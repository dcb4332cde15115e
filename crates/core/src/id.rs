// SPDX-License-Identifier: BUSL-1.1
// Copyright (c) 2026 Alfred Jean LLC

//! Run id generation
//!
//! Every `WorkflowState` is keyed by a generated id that doubles as its
//! file name under the runs directory, so ids must be filesystem-safe.

use std::sync::atomic::{AtomicU64, Ordering};
use std::sync::Arc;

/// Generates unique run identifiers
pub trait IdGen: Clone + Send + Sync {
    fn next(&self) -> String;
}

/// Random ids for production use (32 lowercase hex chars, no dashes)
#[derive(Clone, Copy, Debug, Default)]
pub struct UuidIdGen;

impl IdGen for UuidIdGen {
    fn next(&self) -> String {
        uuid::Uuid::new_v4().simple().to_string()
    }
}

/// Predictable ids for tests: `<prefix>-1`, `<prefix>-2`, ...
#[derive(Clone, Debug)]
pub struct SequentialIdGen {
    prefix: String,
    counter: Arc<AtomicU64>,
}

impl SequentialIdGen {
    pub fn new(prefix: impl Into<String>) -> Self {
        Self {
            prefix: prefix.into(),
            counter: Arc::new(AtomicU64::new(1)),
        }
    }
}

impl Default for SequentialIdGen {
    fn default() -> Self {
        Self::new("run")
    }
}

impl IdGen for SequentialIdGen {
    fn next(&self) -> String {
        let n = self.counter.fetch_add(1, Ordering::SeqCst);
        format!("{}-{}", self.prefix, n)
    }
}

#[cfg(test)]
#[path = "id_tests.rs"]
mod tests;
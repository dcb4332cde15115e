// SPDX-License-Identifier: BUSL-1.1
// Copyright (c) 2026 Alfred Jean LLC

//! Execution-state manager
//!
//! Owns persisted runs and the shared session. A compiled machine is cheap
//! and disposable: every drive step rebuilds an actor from the run's
//! snapshot, feeds it one event and writes the result back.
//!
//! Each read-modify-write holds the store lock for its whole cycle. Reads
//! take no lock because writes replace files atomically.

use crate::config::StoreConfig;
use crate::error::StateError;
use crate::state::{
    AgentBinding, BindingStatus, BindingUpdate, CreateOptions, PendingStep, RunAction, Session,
    WorkflowState, COMPLETED_VAR, MESSAGE_VAR, STOPPED_VAR,
};
use crate::store::{self, StoreLock};
use serde_json::Value;
use std::path::Path;
use stepwise_core::{Clock, IdGen, StepId, StepRef, SubstepRef, SystemClock, UuidIdGen};
use stepwise_engine::{
    evaluate_substep_aggregation, ConditionResult, Event, Machine, MachineActor, MachineSnapshot,
    StateKey, StepResult, SubstepState, SubstepStatus,
};
use stepwise_runbook::{validate_steps, HasTransitions, Step, Workflow};
use tracing::{debug, info, warn};

/// Persists runs and drives their machines
#[derive(Debug, Clone)]
pub struct StateManager<C: Clock = SystemClock, I: IdGen = UuidIdGen> {
    config: StoreConfig,
    clock: C,
    ids: I,
}

impl StateManager {
    /// Manager with the system clock and random ids
    pub fn new(config: StoreConfig) -> Self {
        Self::with_deps(config, SystemClock, UuidIdGen)
    }
}
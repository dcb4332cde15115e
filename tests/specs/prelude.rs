//! Shared fixtures for specs

pub use std::path::{Path, PathBuf};
pub use stepwise_core::{FakeClock, SequentialIdGen, StepId, StepRef, SubstepRef};
pub use stepwise_engine::{
    step_event, ExecResult, Executor, FakeExecutor, StateKey, StepResult,
};
pub use stepwise_runbook::{parse_workflow_file, ParseOptions, Workflow};
pub use stepwise_storage::{CreateOptions, StateManager, StoreConfig, WorkflowState};

pub type Manager = StateManager<FakeClock, SequentialIdGen>;

/// Temp project with its own state directory
pub struct Project {
    dir: tempfile::TempDir,
}

impl Project {
    pub fn empty() -> Self {
        Self {
            dir: tempfile::tempdir().unwrap(),
        }
    }

    pub fn path(&self) -> &Path {
        self.dir.path()
    }

    /// Write `content` to a project-relative path, creating parents
    pub fn file(&self, rel: &str, content: &str) -> PathBuf {
        let path = self.dir.path().join(rel);
        if let Some(parent) = path.parent() {
            std::fs::create_dir_all(parent).unwrap();
        }
        std::fs::write(&path, content).unwrap();
        path
    }

    pub fn manager(&self) -> Manager {
        StateManager::with_deps(
            StoreConfig::at(self.dir.path().join(".state")),
            FakeClock::new(),
            SequentialIdGen::new("run"),
        )
    }

    pub fn runbook(&self, rel: &str) -> Workflow {
        parse_workflow_file(&self.dir.path().join(rel), ParseOptions::default()).unwrap()
    }
}

/// Run commands for the active step until the run finishes or `limit` events
pub fn drive(
    manager: &Manager,
    id: &str,
    workflow: &Workflow,
    executor: &impl Executor,
    limit: usize,
) -> WorkflowState {
    let mut state = manager.load(id).unwrap();
    for _ in 0..limit {
        if state.outcome().is_some() {
            break;
        }
        let step = workflow.get_step(&state.step).unwrap();
        let command = match &state.substep {
            Some(sub) => step.get_substep(sub).and_then(|s| s.command.as_ref()),
            None => step.command.as_ref(),
        };
        let code = command.map(|c| c.code.as_str()).unwrap_or("true");
        let result = executor.execute(code, Path::new(".")).unwrap();
        state = manager
            .send_event(id, &workflow.steps, step_event(&result))
            .unwrap();
    }
    state
}
//! Dynamic step specs
//!
//! Verify `{N}` steps repeat as fresh instances and track `{n}` substeps.

use crate::prelude::*;
use similar_asserts::assert_eq;
use stepwise_engine::{ConditionResult, Event};

const TRIAGE: &str = "\
## 1. Collect

```bash
./collect
```

## {N}. Issue

- PASS: GOTO NEXT
- FAIL: GOTO {N}

### {N}.1 Reproduce

```bash
./reproduce
```

### {N}.2 Fix

```bash
./fix
```

- PASS: GOTO NEXT
- FAIL: COMPLETE \"no more issues\"
";

fn start(temp: &Project, manager: &Manager) -> (Workflow, String) {
    let path = temp.file("triage.runbook.md", TRIAGE);
    let workflow = temp.runbook("triage.runbook.md");
    let id = manager
        .create(&path, &workflow, CreateOptions::default())
        .unwrap()
        .id;
    (workflow, id)
}

#[test]
fn each_goto_next_starts_a_new_instance() {
    let temp = Project::empty();
    let manager = temp.manager();
    let (workflow, id) = start(&temp, &manager);

    let executor = FakeExecutor::with_results([
        // collect
        ExecResult::success(),
        // instance 1: reproduce, fix
        ExecResult::success(),
        ExecResult::success(),
        // instance 2: reproduce, fix
        ExecResult::success(),
        ExecResult::success(),
    ]);
    let state = drive(&manager, &id, &workflow, &executor, 5);
    assert_eq!(state.step, StepRef::Dynamic);
    assert_eq!(state.substep, Some(SubstepRef::Numeric(1)));
    assert_eq!(state.instance, Some(3));
    assert!(!state.snapshot.unwrap().context.next_instance);
}

#[test]
fn failing_fix_completes_the_run() {
    let temp = Project::empty();
    let manager = temp.manager();
    let (workflow, id) = start(&temp, &manager);

    let executor = FakeExecutor::with_results([
        ExecResult::success(),
        ExecResult::success(),
        ExecResult::failure(1),
    ]);
    let state = drive(&manager, &id, &workflow, &executor, 10);
    assert!(state.is_completed());
    assert_eq!(state.message(), Some("no more issues"));
    assert_eq!(state.instance, Some(1));
}

#[test]
fn failing_reproduce_retries_in_place() {
    let temp = Project::empty();
    let manager = temp.manager();
    let (workflow, id) = start(&temp, &manager);

    manager.send_event(&id, &workflow.steps, Event::Pass).unwrap();
    for expected in 1..=3 {
        let state = manager.send_event(&id, &workflow.steps, Event::Fail).unwrap();
        assert_eq!(state.step_id(), StepId::parse("{N}.1").unwrap());
        assert_eq!(state.retry_count, expected);
    }
}

#[test]
fn goto_next_from_outside_is_rejected_only_when_missing() {
    let temp = Project::empty();
    let manager = temp.manager();
    let (workflow, id) = start(&temp, &manager);

    let state = manager.goto(&id, &workflow.steps, &StepId::next()).unwrap();
    assert_eq!(state.step_id(), StepId::parse("{N}.1").unwrap());

    let plain = temp.file("plain.runbook.md", "## 1. Only\n");
    let plain_wf = temp.runbook("plain.runbook.md");
    let plain_id = manager
        .create(&plain, &plain_wf, CreateOptions::default())
        .unwrap()
        .id;
    let err = manager
        .goto(&plain_id, &plain_wf.steps, &StepId::next())
        .unwrap_err();
    assert_eq!(err.code(), "E_GOTO_UNRESOLVED");
}

#[test]
fn substep_results_aggregate_for_the_instance() {
    let temp = Project::empty();
    let manager = temp.manager();
    let (workflow, id) = start(&temp, &manager);

    let state = manager.send_event(&id, &workflow.steps, Event::Pass).unwrap();
    assert_eq!(state.substep_states.len(), 2);

    let dynamic = workflow.dynamic_step().unwrap();
    manager
        .complete_substep(&id, &SubstepRef::Numeric(1), StepResult::Pass)
        .unwrap();
    assert_eq!(manager.substep_outcome(&id, dynamic).unwrap(), None);
    manager
        .complete_substep(&id, &SubstepRef::Numeric(2), StepResult::Pass)
        .unwrap();
    assert_eq!(
        manager.substep_outcome(&id, dynamic).unwrap(),
        Some(ConditionResult::Goto {
            target: StepId::next()
        })
    );
}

+--

*What to do*. The records are above. How many lines in them contain the word "limit"? Give the number alone.

*Output for this task*. 3